My father has this disease. He is in his early 80’s, was diagnosed six years ago, and it is progressing rapidly. Pop has difficulty standing, walking, having bowel movements, staying dry overnight, and suffers from a general fatigue. I have come to loathe Parkinson’s for what it has done and continues to do to him. Watching Pop struggle so much to do what used to be the simplest things has been so painful. Most recently, he’s really starting to slip cognitively. He struggles to remember things, and I can’t tell you the number of times I’ve had to reset his email password for him lately.

Soon we’re going to have to find an alternate living situation for him. Mom is his 24/7 caretaker, and she’s going to be 83 in the Spring. This is taking a huge toll on her as well. Finances are difficult, and I’m honestly not sure what we can afford at this point. It’s scary. I’ve never been in this type of situation before. My family is planning a vacation later this year, but I’m afraid of being away. I’m emotionally exhausted every single day trying to figure out what to do to help them.
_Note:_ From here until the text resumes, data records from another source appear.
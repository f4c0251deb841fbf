//! What a parse call gives back.

use diagnostic::Diagnostic;
use thiserror::Error;

use crate::{
    error::{ErrorSink, ParseErrorItem},
    lexer::Comment,
    tree::{ExpressionTree, Node, NodeId, TextRange},
};

/// Why a parse call couldn't be made at all.
///
/// Problems with the text being parsed are never reported this way, they're
/// in [`ParseExpressionResult::errors`].
#[derive(Debug, Clone, PartialEq, Eq, Error)]
pub enum ParseCallError {
    #[error("no language named '{0}' is registered")]
    UnknownLanguage(String),

    #[error("invalid parse options: {0}")]
    InvalidOptions(String),
}

/// The tree, errors and other details of one parse.
#[derive(Debug, Clone)]
pub struct ParseExpressionResult<'t> {
    text: &'t str,
    tree: ExpressionTree,
    root: NodeId,
    errors: Vec<ParseErrorItem>,
    range: TextRange,
    comments: Vec<Comment>,
}

impl<'t> ParseExpressionResult<'t> {
    pub(crate) fn new(
        text: &'t str,
        tree: ExpressionTree,
        root: NodeId,
        errors: Vec<ParseErrorItem>,
        range: TextRange,
        comments: Vec<Comment>,
    ) -> Self {
        ParseExpressionResult {
            text,
            tree,
            root,
            errors,
            range,
            comments,
        }
    }

    /// The text that was parsed. Every offset in the result is into this.
    pub fn text(&self) -> &'t str {
        self.text
    }

    pub fn tree(&self) -> &ExpressionTree {
        &self.tree
    }

    pub fn root(&self) -> NodeId {
        self.root
    }

    pub fn root_node(&self) -> &Node {
        &self.tree[self.root]
    }

    /// Every error found, ordered by offset.
    pub fn errors(&self) -> &[ParseErrorItem] {
        &self.errors
    }

    pub fn has_errors(&self) -> bool {
        !self.errors.is_empty()
    }

    /// From the start offset to where parsing stopped.
    pub fn range(&self) -> TextRange {
        self.range
    }

    /// Where parsing stopped: the end of the text, the stop marker, or where a
    /// critical error ended things.
    pub fn completion(&self) -> usize {
        self.range.end()
    }

    /// Was the whole text parsed?
    pub fn is_complete(&self) -> bool {
        self.range.end() == self.text.len()
    }

    /// The comments skipped, if they were asked for.
    pub fn comments(&self) -> &[Comment] {
        &self.comments
    }

    /// The tree as an indented outline.
    pub fn outline(&self) -> String {
        self.tree.outline(self.text, self.root)
    }

    /// Every error as a [`Diagnostic`], in order.
    pub fn diagnostics(&self) -> Vec<Diagnostic> {
        self.errors
            .iter()
            .map(|e| e.to_diagnostic(self.text))
            .collect()
    }
}

/// Errors can be added after parsing, say by a later checking pass. They're
/// kept in order.
impl ErrorSink for ParseExpressionResult<'_> {
    fn add_error(&mut self, error: ParseErrorItem) {
        let seen = self
            .errors
            .iter()
            .any(|e| e.offset() == error.offset() && e.code() == error.code());

        if !seen {
            let at = self.errors.partition_point(|e| e.offset() <= error.offset());
            self.errors.insert(at, error);
        }
    }
}
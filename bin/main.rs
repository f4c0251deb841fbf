//! exparse - parse expressions, and show what the parser makes of them.

mod eval;
mod file;
mod repl;
mod report;

use clap::Parser as _;
use parser::ParseOptions;

use crate::report::{Entry, Reporter};

/// Parse text with the demo language, printing any errors found
#[derive(clap::Parser)]
#[clap(author, version, about)]
pub struct Args {
    #[clap(subcommand)]
    command: Option<Command>,

    /// Parse the input as a single braces expression, like `(a, b)`
    #[clap(long, global = true)]
    braces: bool,

    /// Parse the input as a single code block
    #[clap(long = "code-block", global = true)]
    code_block: bool,

    /// Print the parsed tree
    #[clap(long, global = true)]
    tree: bool,

    /// Stop parsing where this marker is found
    #[clap(long = "stop-at", value_name = "MARKER", global = true)]
    stop_at: Option<String>,

    /// Start parsing at this byte offset
    #[clap(long, value_name = "N", default_value = "0", global = true)]
    start: usize,

    /// Print the comments found
    #[clap(long, global = true)]
    comments: bool,

    /// Print diagnostics as plain ASCII
    #[clap(long, global = true)]
    ascii: bool,

    /// Log more, repeat for even more
    #[clap(short, long, parse(from_occurrences), global = true)]
    verbose: usize,
}

#[derive(clap::Subcommand)]
enum Command {
    Eval(eval::Evaluate),
    File(file::ParseFile),
    Repl(repl::ReplArgs),
}

impl Args {
    fn entry(&self) -> Entry {
        if self.braces {
            Entry::Braces
        } else if self.code_block {
            Entry::CodeBlock
        } else {
            Entry::Expression
        }
    }

    fn options(&self) -> ParseOptions {
        let options = ParseOptions::default()
            .start_offset(self.start)
            .collect_comments(self.comments);

        match &self.stop_at {
            Some(marker) => options.stop_marker(marker.as_str()),
            None => options,
        }
    }

    /// Everything needed to parse and print results the way these arguments
    /// ask for.
    pub(crate) fn reporter(&self) -> Result<Reporter, String> {
        if self.braces && self.code_block {
            return Err("--braces and --code-block can't be used together".into());
        }

        let registry = syntax::registry().map_err(|e| e.to_string())?;
        Ok(Reporter::new(
            registry,
            self.entry(),
            self.options(),
            self.tree,
            self.ascii,
        ))
    }

    fn log_level(&self) -> tracing::Level {
        match self.verbose {
            0 => tracing::Level::WARN,
            1 => tracing::Level::INFO,
            2 => tracing::Level::DEBUG,
            _ => tracing::Level::TRACE,
        }
    }
}

fn main() {
    let args = Args::parse();

    tracing_subscriber::fmt()
        .with_max_level(args.log_level())
        .with_writer(std::io::stderr)
        .init();

    let ok = match &args.command {
        Some(Command::Eval(eval)) => eval.run(&args),
        Some(Command::File(file)) => file.run(&args),
        Some(Command::Repl(repl)) => repl.run(&args),
        None => repl::ReplArgs.run(&args),
    };

    if !ok {
        std::process::exit(1);
    }
}
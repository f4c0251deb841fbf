//! Pretty printing of diagnostic messages.
//!
//! This module handles all the external libraries we need to do this (mostly)
//! right, and wraps them up in a single configurable printer.

use std::borrow::Cow;
use std::io::{Result, Write};

use term_size::dimensions_stderr;
use termcolor::{BufferedStandardStream, Color, ColorChoice, ColorSpec, WriteColor};
use unicode_width::UnicodeWidthStr;

use super::{
    code_window::{pad, CodeWindow},
    line_art::LineArt,
    Emitter,
};
use crate::{level::Level, message::Message, Diagnostic, InputCoordinator};

/// A printer for terminals, with colour, line wrapping, and code windows.
pub struct FancyEmitter {
    /// Output stream.
    out: Box<dyn WriteColor>,
    /// The set of line art characters to use.
    line_art: LineArt,
    /// The max width of the output
    width: usize,
}

impl FancyEmitter {
    /// The default terminal width used if the actual terminal is below
    /// `MIN_WIDTH`.
    pub const DEFAULT_WIDTH: usize = 80;

    /// The narrowest allowed terminal size that things will be wrapped to, any
    /// smaller and we use `DEFAULT_WIDTH` instead to maintain readability.
    pub const MIN_WIDTH: usize = 40;

    /// Plain ASCII line art and no colour, but still wrapped.
    pub fn simpler() -> Self {
        FancyEmitter {
            out: Box::new(BufferedStandardStream::stderr(ColorChoice::Never)),
            line_art: LineArt::ASCII,
            width: FancyEmitter::DEFAULT_WIDTH,
        }
    }

    /// Prints to stderr, using all the fancy features.
    pub fn full() -> Self {
        let width = match dimensions_stderr() {
            Some((w, _)) if w >= Self::MIN_WIDTH => w,
            _ => Self::DEFAULT_WIDTH,
        };

        FancyEmitter {
            out: Box::new(BufferedStandardStream::stderr(ColorChoice::Auto)),
            line_art: LineArt::UNICODE,
            width,
        }
    }

    /// Line wrapping for message text.
    fn wrap<'a>(&self, text: &'a str, width: usize) -> Vec<Cow<'a, str>> {
        textwrap::wrap(text, width.max(1))
    }

    /// Set the spec of the settings for this level.
    fn set_level_spec(&mut self, level: Level) -> Result<()> {
        let color = match level {
            Level::Critical => Color::Magenta,
            Level::Error => Color::Red,
            Level::Help => Color::Green,
            Level::Info => Color::Cyan,
        };
        self.out
            .set_color(ColorSpec::new().set_bold(true).set_fg(Some(color)))
    }

    fn emit_message(&mut self, msg: &Message, code: Option<u32>) -> Result<()> {
        // The coloured prefix also decides how much subsequent lines are
        // indented.
        let prefix_length = self.emit_message_level(msg, code)?;
        let wrap_width = self.width.saturating_sub(prefix_length);

        let lines = self.wrap(msg.text(), wrap_width);
        let mut lines = lines.iter();

        // First line doesn't have a prefix, since it comes after the level.
        writeln!(self.out, "{}", lines.next().map(|l| l.as_ref()).unwrap_or(""))?;

        for line in lines {
            pad(&mut self.out, ' ', prefix_length)?;
            writeln!(self.out, "{}", line)?;
        }

        Ok(())
    }

    /// Emits the coloured prefix of the message, which is the level name with a
    /// `": "` at the end for spacing. This will set and reset the colour too.
    fn emit_message_level(&mut self, msg: &Message, code: Option<u32>) -> Result<usize> {
        let prefix = match code {
            Some(code) => format!("{}[E{:04}]", msg.level().name(), code),
            None => msg.level().name().to_string(),
        };

        self.set_level_spec(msg.level())?;
        write!(self.out, "{}: ", prefix)?;
        self.out.reset()?;
        Ok(UnicodeWidthStr::width(prefix.as_str()) + ": ".len())
    }
}

impl Emitter for FancyEmitter {
    fn emit(&mut self, d: &Diagnostic, inputs: &InputCoordinator) -> Result<()> {
        self.emit_message(d.get_message(), d.get_code())?;

        if let Some(id) = d.get_input() {
            if let (Some(buffer), Some(name)) =
                (inputs.get_input_buffer(id), inputs.get_input_name(id))
            {
                let label = match d.get_location() {
                    Some(location) => format!("{}:{}", name, location),
                    None => name,
                };
                CodeWindow::new(d.get_highlights(), buffer, self.line_art)
                    .print(&mut self.out, &label)?;
            }
        }

        for note in d.get_notes() {
            self.emit_message(note, None)?;
        }

        self.out.flush()
    }
}
//! A readable dump of a tree.

use std::fmt::Write;

use super::{ExpressionTree, NodeId, NodeKind, Slot};

impl ExpressionTree {
    /// An indented outline of `from` and everything under it, one node per
    /// line. Leaves show the text they cover.
    ///
    /// ```text
    /// Operator 0..5
    ///   Literal 0..1
    ///     Name 0..1 "a"
    ///   OperatorInfo 2..3 "+"
    ///   Literal 4..5
    ///     Name 4..5 "b"
    /// ```
    pub fn outline(&self, text: &str, from: NodeId) -> String {
        let mut out = String::new();
        let mut stack = vec![(from, 0usize, Slot::Regular)];

        while let Some((id, depth, slot)) = stack.pop() {
            let node = &self[id];

            for _ in 0..depth {
                out.push_str("  ");
            }

            match slot {
                Slot::Prefix => out.push_str("[prefix] "),
                Slot::Keyword => out.push_str("[keyword] "),
                Slot::Postfix => out.push_str("[postfix] "),
                Slot::Regular => {}
            }

            let _ = write!(out, "{} {}", node.kind().name(), node.range());

            match node.kind() {
                NodeKind::Text { value, .. } => {
                    let _ = write!(out, " {:?}", value);
                }
                NodeKind::Custom { item, .. } => {
                    let _ = write!(out, " ({})", item.name());
                }
                kind if !kind.is_complex() => {
                    let _ = write!(out, " {:?}", node.text(text));
                }
                _ => {}
            }

            out.push('\n');

            let children: Vec<_> = node.children().all_with_slots().collect();
            for (slot, child) in children.into_iter().rev() {
                stack.push((child, depth + 1, slot));
            }
        }

        out
    }
}
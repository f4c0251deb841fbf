//! Type constraints.
//!
//! # Grammar
//!
//! [`WhereClause`] := `where` NAME `:` NAME (`&` NAME)*
//!
//! A where clause is a postfix item, so it applies to the operand in front of
//! it, as in `function max(a, b) where T : Ord & Copy`.

use parser::{
    custom::{
        CustomExpressionItem, CustomItem, CustomItemCategory, CustomParseContext,
        CustomParseError,
    },
    TextRange,
};

/// A constraint on a type parameter.
#[derive(Debug, Clone, PartialEq, Eq)]
pub struct WhereClause {
    parameter: String,
    bounds: Vec<String>,
}

impl WhereClause {
    /// The name being constrained.
    pub fn parameter(&self) -> &str {
        &self.parameter
    }

    /// The constraints, in the order they're written. Never empty.
    pub fn bounds(&self) -> &[String] {
        &self.bounds
    }
}

impl CustomExpressionItem for WhereClause {
    fn name(&self) -> &str {
        "where"
    }
}

pub(crate) fn parse(context: &mut CustomParseContext) -> Result<Option<CustomItem>, CustomParseError> {
    context.skip_whitespace_and_comments();
    let parameter = context
        .consume_literal()
        .ok_or_else(|| CustomParseError::new("expected a type parameter after 'where'"))?
        .to_string();

    context.skip_whitespace_and_comments();
    if !context.consume_str(":") {
        return Err(CustomParseError::new(format!(
            "expected ':' after '{}' in where clause",
            parameter
        )));
    }

    let mut bounds = Vec::new();
    loop {
        context.skip_whitespace_and_comments();
        let bound = context
            .consume_literal()
            .ok_or_else(|| CustomParseError::new("expected a constraint in where clause"))?;
        bounds.push(bound.to_string());

        context.skip_whitespace_and_comments();
        // `&&` is an operator, not two bounds.
        if context.remaining().starts_with("&&") || !context.consume_str("&") {
            break;
        }
    }

    let range = TextRange::new(context.trigger().start(), context.last_token_end());
    tracing::trace!(%parameter, bounds = bounds.len(), "where clause");

    Ok(Some(CustomItem::new(
        CustomItemCategory::Postfix,
        range,
        WhereClause { parameter, bounds },
    )))
}
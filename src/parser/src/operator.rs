//! Operator definitions.
//!
//! Every operator has a kind ([`OperatorKind`]), a priority, and one or more
//! name parts. Most operators have a single part, like `+` or `and`, but an
//! operator like `is not null` has three. When matching, the parts of an
//! operator may be separated by whitespace and comments.
//!
//! ## Priority
//!
//! A *lower* priority number binds *tighter*. With `*` at 10 and `+` at 20,
//! `a + b * c` is read as `a + (b * c)`. Operators with equal priority are
//! left-associative, so `a - b - c` is `(a - b) - c`.
//!
//! Prefix operators take part in this too. The operand of a prefix operator
//! only swallows operators which bind strictly tighter than the prefix
//! operator does, which means with `-` at 5 and `.` at 0, `-a.b` is
//! `-(a.b)`, but with `+` at 20, `-a + b` is `(-a) + b`.
//!
//! When the same spelling is defined as both a postfix and a binary operator,
//! which one is meant is decided by what follows it. If an operand can start
//! right after the operator, it's binary, otherwise it's postfix.

use std::fmt;

/// The position an operator is used in.
#[derive(Debug, Clone, Copy, PartialEq, Eq, Hash, PartialOrd, Ord)]
pub enum OperatorKind {
    /// Before its operand, like `-a`.
    Prefix,
    /// Between two operands, like `a - b`.
    Binary,
    /// After its operand, like `a++`.
    Postfix,
}

impl OperatorKind {
    pub fn name(self) -> &'static str {
        match self {
            OperatorKind::Prefix => "prefix",
            OperatorKind::Binary => "binary",
            OperatorKind::Postfix => "postfix",
        }
    }
}

impl fmt::Display for OperatorKind {
    fn fmt(&self, f: &mut fmt::Formatter) -> fmt::Result {
        write!(f, "{}", self.name())
    }
}

/// An identifier chosen by whoever defines the language, so they can tell
/// operators apart in the finished tree.
#[derive(Debug, Clone, Copy, PartialEq, Eq, Hash, PartialOrd, Ord)]
pub struct OperatorId(pub u32);

impl fmt::Display for OperatorId {
    fn fmt(&self, f: &mut fmt::Formatter) -> fmt::Result {
        write!(f, "#{}", self.0)
    }
}

/// How tightly an operator binds. Lower is tighter.
#[derive(Debug, Clone, Copy, PartialEq, Eq, Hash, PartialOrd, Ord)]
pub struct Priority(pub i32);

impl Priority {
    /// Does an operator with this priority bind tighter than one with
    /// `other`?
    pub fn binds_tighter_than(self, other: Priority) -> bool {
        self.0 < other.0
    }
}

impl fmt::Display for Priority {
    fn fmt(&self, f: &mut fmt::Formatter) -> fmt::Result {
        write!(f, "{}", self.0)
    }
}

/// A single operator definition.
#[derive(Debug, Clone, PartialEq, Eq)]
pub struct Operator {
    id: OperatorId,
    kind: OperatorKind,
    parts: Vec<String>,
    priority: Priority,
}

impl Operator {
    pub fn new(
        id: OperatorId,
        kind: OperatorKind,
        parts: Vec<String>,
        priority: Priority,
    ) -> Self {
        Operator {
            id,
            kind,
            parts,
            priority,
        }
    }

    pub fn id(&self) -> OperatorId {
        self.id
    }

    pub fn kind(&self) -> OperatorKind {
        self.kind
    }

    /// The name parts, in the order they must appear.
    pub fn parts(&self) -> &[String] {
        &self.parts
    }

    pub fn priority(&self) -> Priority {
        self.priority
    }

    /// The parts joined with single spaces, for messages.
    pub fn spelling(&self) -> String {
        self.parts.join(" ")
    }
}

/// A dictionary-like value for keeping track of which operators are defined,
/// and what kind of use they support.
///
/// Definition order is kept, as it's the final tie-breaker when two operators
/// match the same text equally well.
#[derive(Debug, Default, Clone)]
pub struct OperatorTable {
    defined: Vec<Operator>,
}

impl OperatorTable {
    /// Define a new operator.
    pub fn define(&mut self, operator: Operator) {
        self.defined.push(operator);
    }

    pub fn len(&self) -> usize {
        self.defined.len()
    }

    pub fn is_empty(&self) -> bool {
        self.defined.is_empty()
    }

    /// All operators, in definition order.
    pub fn iter(&self) -> impl Iterator<Item = &Operator> {
        self.defined.iter()
    }

    /// The operators usable in one position.
    pub fn of_kind(&self, kind: OperatorKind) -> impl Iterator<Item = &Operator> {
        self.defined.iter().filter(move |o| o.kind == kind)
    }

    pub fn get(&self, id: OperatorId) -> Option<&Operator> {
        self.defined.iter().find(|o| o.id == id)
    }

    /// Is some spelling (parts joined by single spaces) defined for prefix
    /// use?
    pub fn is_prefix(&self, spelling: &str) -> bool {
        self.is_defined(OperatorKind::Prefix, spelling)
    }

    /// Is some spelling defined for binary use?
    pub fn is_binary(&self, spelling: &str) -> bool {
        self.is_defined(OperatorKind::Binary, spelling)
    }

    /// Is some spelling defined for postfix use?
    pub fn is_postfix(&self, spelling: &str) -> bool {
        self.is_defined(OperatorKind::Postfix, spelling)
    }

    fn is_defined(&self, kind: OperatorKind, spelling: &str) -> bool {
        self.of_kind(kind).any(|o| o.spelling() == spelling)
    }
}

#[cfg(test)]
mod tests {
    use super::*;

    fn table() -> OperatorTable {
        let mut table = OperatorTable::default();
        for (id, kind, parts, priority) in [
            (1, OperatorKind::Prefix, vec!["-"], 5),
            (2, OperatorKind::Binary, vec!["-"], 20),
            (3, OperatorKind::Postfix, vec!["is", "null"], 40),
        ] {
            table.define(Operator::new(
                OperatorId(id),
                kind,
                parts.into_iter().map(String::from).collect(),
                Priority(priority),
            ));
        }
        table
    }

    #[test]
    fn lookups() {
        let table = table();
        assert!(table.is_prefix("-"));
        assert!(table.is_binary("-"));
        assert!(!table.is_postfix("-"));
        assert!(table.is_postfix("is null"));
        assert_eq!(table.of_kind(OperatorKind::Binary).count(), 1);
        assert_eq!(table.get(OperatorId(3)).map(Operator::spelling), Some("is null".into()));
    }

    #[test]
    fn lower_binds_tighter() {
        assert!(Priority(5).binds_tighter_than(Priority(20)));
        assert!(!Priority(20).binds_tighter_than(Priority(20)));
    }
}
At the same time, though, I am grateful for the times I get to spend with them since this all started. I feel we are closer than ever. I feel Mom and Dad are closer than ever. There are blessings if you know where to look for them. But they can be tough pills to swallow, frankly.
Have you had a parent or loved one suffer from something as they got older? Maybe you can relate to some of what I’ve said here. Or maybe you’re going through something like this now. Feel free to reach out. Don’t go it alone. I’m here for you if you need an ear. After all, what do we have if we don’t have each other?